How GovPredict monitors data quality issues with Datadog
This is a guest post from Neal Kemp, CTO of GovPredict.
GovPredict is a platform that provides unique data and insights to a wide variety of enterprise and government clients. To our clients, having the right data in hand can make a difference in whether you pass a law, elect a candidate, or close a large business deal. Therefore, it’s extremely important that we get our data right every time.
Complex data sources + manual monitoring
GovPredict serves up more than 50 types of data from thousands of different sources. To complicate things further, the data is collected in a variety of different ways—APIs, scraping, streaming, you name it! Needless to say, data accuracy is a difficult problem to solve.
Before using Datadog, we had a very manual and developer-intensive data monitoring stack. We were running a combination of various open source and system-specific monitoring tools. While this setup may work for some companies, it was pulling our developers off of building our product. We decided that we wanted to focus more on our core business and offload the monitoring responsibility to a hosted service.
Our primary goals with the switchover were to ease problem diagnosis, optimize system performance, ensure data quality, and reduce the developer burden of maintaining a monitoring stack.
Diagnosing data quality issues
Datadog nailed all of our problems after we set it up. We were able to integrate Datadog into most systems within the first day, and the rest within the first week. We now monitor all of our systems using Datadog and don’t plan on turning back.
We set up a dashboard for each of our major importing systems. By superimposing import successes on failures, we can get quick insights into our error counts relative to the volume of successes. We can also filter by data type and source to dial in on source-specific data errors. Diagnosis of data quality issues now takes minutes rather than hours. These quick, visual insights allow us to jump in and fix errors without delay.
In terms of data quality, we were able to reduce diagnosis time significantly. We were also able to reduce the number of errors by identifying problems we would not have detected with our old monitoring systems. Overall, we have seen higher data consistency thanks to implementing and analyzing with Datadog.
Optimizing production apps and databases
It doesn’t stop with data quality, either—we also use Datadog to monitor all of our production applications and databases. It has been helpful in diagnosing downtime and finding opportunities to optimize database loads.

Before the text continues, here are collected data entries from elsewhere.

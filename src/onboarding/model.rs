//! Onboarding records, payloads, and the shapes handed back to callers.

use chrono::{DateTime, Utc};
use serde::{Deserialize, Serialize};
use serde_json::{Map, Value, json};
use uuid::Uuid;

use crate::error::StateError;

use super::state::OnboardingState;

/// Top-level payload keys that are copied onto the history row for audit.
pub const DRIVE_TOKEN_FIELDS: [&str; 3] =
    ["drive_auth_status", "drive_access_token", "drive_refresh_token"];

/// Reason recorded for changes arriving through the notification channel.
pub const NOTIFICATION_REASON: &str = "State change notification";

/// A user's current position in the flow, as returned to callers.
///
/// `current_state` is carried verbatim from the store.
#[derive(Debug, Clone, PartialEq, Serialize, Deserialize)]
pub struct StateSnapshot {
    pub current_state: String,
    pub state_metadata: Value,
}

impl StateSnapshot {
    /// The `VISITOR` state returned when there is no user, or the lookup failed.
    pub fn sentinel() -> Self {
        let allowed: Vec<&str> = OnboardingState::Visitor
            .allowed_transitions()
            .iter()
            .map(OnboardingState::as_str)
            .collect();
        Self {
            current_state: OnboardingState::Visitor.to_string(),
            state_metadata: json!({ "allowed_transitions": allowed }),
        }
    }

    pub fn is_sentinel(&self) -> bool {
        *self == Self::sentinel()
    }
}

/// Data supplied with a guarded transition.
///
/// `state_metadata` becomes the user's new metadata wholesale. Any other
/// top-level keys count toward required fields and, for drive tokens, are
/// denormalized onto the history row.
#[derive(Debug, Clone, Default, PartialEq, Serialize, Deserialize)]
pub struct TransitionPayload {
    #[serde(default)]
    pub state_metadata: Map<String, Value>,
    #[serde(flatten)]
    pub fields: Map<String, Value>,
}

impl TransitionPayload {
    pub fn new(state_metadata: Map<String, Value>) -> Self {
        Self {
            state_metadata,
            fields: Map::new(),
        }
    }

    /// Build from a JSON value; a non-object metadata value is rejected.
    pub fn from_metadata(metadata: Value) -> Option<Self> {
        match metadata {
            Value::Object(map) => Some(Self::new(map)),
            Value::Null => Some(Self::default()),
            _ => None,
        }
    }

    pub fn with_field(mut self, key: impl Into<String>, value: impl Into<Value>) -> Self {
        self.fields.insert(key.into(), value.into());
        self
    }

    pub fn metadata_value(&self) -> Value {
        Value::Object(self.state_metadata.clone())
    }

    /// Every entry of `required` that this payload does not satisfy, in order.
    ///
    /// A dotted name is a path into `state_metadata`; a plain name may sit at
    /// the top level or inside `state_metadata`.
    pub fn missing_fields(&self, required: &[&str]) -> Vec<String> {
        required
            .iter()
            .filter(|field| !self.has_field(field))
            .map(|field| field.to_string())
            .collect()
    }

    fn has_field(&self, field: &str) -> bool {
        if field.contains('.') {
            let mut parts = field.split('.');
            let Some(first) = parts.next() else {
                return false;
            };
            let mut value = match self.state_metadata.get(first) {
                Some(v) => v,
                None => return false,
            };
            for part in parts {
                match value.as_object().and_then(|obj| obj.get(part)) {
                    Some(v) => value = v,
                    None => return false,
                }
            }
            true
        } else {
            self.state_metadata.contains_key(field) || self.fields.contains_key(field)
        }
    }

    /// A top-level field rendered as text for the history row.
    pub fn audit_field(&self, key: &str) -> Option<String> {
        match self.fields.get(key)? {
            Value::Null => None,
            Value::String(s) => Some(s.clone()),
            other => Some(other.to_string()),
        }
    }
}

/// A partial update delivered through the notification channel.
#[derive(Debug, Clone, Default, PartialEq, Serialize, Deserialize)]
pub struct StateUpdate {
    #[serde(default, skip_serializing_if = "Option::is_none")]
    pub current_state: Option<String>,
    #[serde(default, skip_serializing_if = "Option::is_none")]
    pub state_metadata: Option<Value>,
}

impl StateUpdate {
    pub fn is_empty(&self) -> bool {
        self.current_state.is_none() && self.state_metadata.is_none()
    }
}

/// A row of the `users` table.
#[derive(Debug, Clone, Serialize, Deserialize)]
pub struct UserRecord {
    /// Internal record id.
    pub id: Uuid,
    pub auth_id: String,
    #[serde(default, skip_serializing_if = "Option::is_none")]
    pub email: Option<String>,
    #[serde(default, skip_serializing_if = "Option::is_none")]
    pub name: Option<String>,
    pub current_state: String,
    pub state_metadata: Value,
    pub created_at: DateTime<Utc>,
    pub updated_at: DateTime<Utc>,
}

/// Identity fields for a user row created on first sign-in.
#[derive(Debug, Clone)]
pub struct NewUser {
    pub auth_id: String,
    pub email: String,
    pub name: Option<String>,
}

/// An immutable row of `user_state_history`.
#[derive(Debug, Clone, Serialize, Deserialize)]
pub struct StateHistoryEntry {
    pub id: Uuid,
    pub auth_id: String,
    pub internal_user_id: Uuid,
    pub from_state: String,
    pub to_state: String,
    pub transition_reason: String,
    pub metadata: Value,
    #[serde(default, skip_serializing_if = "Option::is_none")]
    pub drive_auth_status: Option<String>,
    #[serde(default, skip_serializing_if = "Option::is_none")]
    pub drive_access_token: Option<String>,
    #[serde(default, skip_serializing_if = "Option::is_none")]
    pub drive_refresh_token: Option<String>,
    pub created_at: DateTime<Utc>,
}

impl StateHistoryEntry {
    pub fn new(
        user: &UserRecord,
        from_state: impl Into<String>,
        to_state: impl Into<String>,
        reason: impl Into<String>,
        metadata: Value,
    ) -> Self {
        Self {
            id: Uuid::new_v4(),
            auth_id: user.auth_id.clone(),
            internal_user_id: user.id,
            from_state: from_state.into(),
            to_state: to_state.into(),
            transition_reason: reason.into(),
            metadata,
            drive_auth_status: None,
            drive_access_token: None,
            drive_refresh_token: None,
            created_at: Utc::now(),
        }
    }

    /// Copy any drive-token fields present on the payload.
    pub fn with_drive_fields(mut self, payload: &TransitionPayload) -> Self {
        let [status, access, refresh] = DRIVE_TOKEN_FIELDS;
        self.drive_auth_status = payload.audit_field(status);
        self.drive_access_token = payload.audit_field(access);
        self.drive_refresh_token = payload.audit_field(refresh);
        self
    }
}

/// Result of a successful guarded transition.
#[derive(Debug, Clone, Serialize)]
pub struct TransitionOutcome {
    pub message: String,
    pub from_state: String,
    pub to_state: OnboardingState,
}

/// The `{success, message}` / `{success, error}` body handed to callers.
#[derive(Debug, Clone, PartialEq, Serialize)]
pub struct TransitionResponse {
    pub success: bool,
    #[serde(skip_serializing_if = "Option::is_none")]
    pub message: Option<String>,
    #[serde(skip_serializing_if = "Option::is_none")]
    pub error: Option<String>,
}

impl From<&Result<TransitionOutcome, StateError>> for TransitionResponse {
    fn from(result: &Result<TransitionOutcome, StateError>) -> Self {
        match result {
            Ok(outcome) => Self {
                success: true,
                message: Some(outcome.message.clone()),
                error: None,
            },
            Err(e) => Self {
                success: false,
                message: None,
                error: Some(e.to_string()),
            },
        }
    }
}

/// Claims carried by a verified session token.
#[derive(Debug, Clone, PartialEq, Serialize, Deserialize)]
pub struct SessionClaims {
    pub auth_id: String,
    #[serde(default, skip_serializing_if = "Option::is_none")]
    pub email: Option<String>,
}

#[cfg(test)]
mod tests {
    use super::*;

    fn payload(value: Value) -> TransitionPayload {
        serde_json::from_value(value).unwrap()
    }

    #[test]
    fn sentinel_shape() {
        let sentinel = StateSnapshot::sentinel();
        assert_eq!(sentinel.current_state, "VISITOR");
        assert_eq!(sentinel.state_metadata, json!({ "allowed_transitions": ["AUTH"] }));
        assert!(sentinel.is_sentinel());
    }

    #[test]
    fn missing_fields_lists_every_absent_field() {
        let missing = TransitionPayload::default()
            .missing_fields(OnboardingState::Payment.required_fields());
        assert_eq!(missing, vec!["plan_id", "session_id", "status"]);
    }

    #[test]
    fn plain_fields_accepted_at_top_level_or_in_metadata() {
        let p = payload(json!({
            "plan_id": "pro",
            "state_metadata": { "session_id": "cs_1" }
        }));
        assert_eq!(
            p.missing_fields(OnboardingState::Payment.required_fields()),
            vec!["status"]
        );
    }

    #[test]
    fn dotted_fields_walk_metadata_only() {
        let p = payload(json!({
            "user": { "email": "top@example.com" },
            "state_metadata": { "user": { "auth_id": "g-1", "profile": 7 } }
        }));
        assert!(p.missing_fields(&["user.auth_id"]).is_empty());
        // Top-level `user` does not satisfy a dotted path.
        assert_eq!(p.missing_fields(&["user.email"]), vec!["user.email"]);
        // A non-object segment stops the walk.
        assert_eq!(p.missing_fields(&["user.profile.id"]), vec!["user.profile.id"]);
        assert_eq!(p.missing_fields(&["billing.plan"]), vec!["billing.plan"]);
    }

    #[test]
    fn payload_deserializes_without_metadata() {
        let p = payload(json!({ "folder_id": "f1" }));
        assert!(p.state_metadata.is_empty());
        assert_eq!(p.fields.get("folder_id"), Some(&json!("f1")));
        assert!(p.missing_fields(&["folder_id"]).is_empty());
    }

    #[test]
    fn from_metadata_rejects_scalars() {
        assert!(TransitionPayload::from_metadata(json!({"a": 1})).is_some());
        assert!(TransitionPayload::from_metadata(Value::Null).is_some());
        assert!(TransitionPayload::from_metadata(json!([1, 2])).is_none());
    }

    #[test]
    fn history_copies_drive_fields() {
        let now = Utc::now();
        let user = UserRecord {
            id: Uuid::new_v4(),
            auth_id: "g-1".into(),
            email: None,
            name: None,
            current_state: "PAYMENT".into(),
            state_metadata: json!({}),
            created_at: now,
            updated_at: now,
        };
        let p = TransitionPayload::default()
            .with_field("drive_access_token", "ya29")
            .with_field("drive_auth_status", "connected")
            .with_field("drive_refresh_token", Value::Null);
        let entry = StateHistoryEntry::new(&user, "PAYMENT", "DRIVE", "connect", json!({}))
            .with_drive_fields(&p);
        assert_eq!(entry.drive_access_token.as_deref(), Some("ya29"));
        assert_eq!(entry.drive_auth_status.as_deref(), Some("connected"));
        assert!(entry.drive_refresh_token.is_none());
        assert_eq!(entry.internal_user_id, user.id);
    }

    #[test]
    fn response_from_result() {
        let ok: Result<TransitionOutcome, StateError> = Ok(TransitionOutcome {
            message: "State updated successfully".into(),
            from_state: "AUTH".into(),
            to_state: OnboardingState::Payment,
        });
        let body = serde_json::to_value(TransitionResponse::from(&ok)).unwrap();
        assert_eq!(body, json!({ "success": true, "message": "State updated successfully" }));

        let err: Result<TransitionOutcome, StateError> = Err(StateError::UserNotFound);
        let body = serde_json::to_value(TransitionResponse::from(&err)).unwrap();
        assert_eq!(body, json!({ "success": false, "error": "User not found" }));
    }
}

We discovered one unexpected benefit of Datadog while building a new piece of software. This new software analyzes more than 10,000 different data sources every day. We were a bit worried about performance, so we first built a prototype system that analyzed 200 sources per day. Using Datadog, we were able to benchmark performance and make improvements before building out the rest of the system. Using our old stack, it would have been very difficult or impossible to achieve the same results.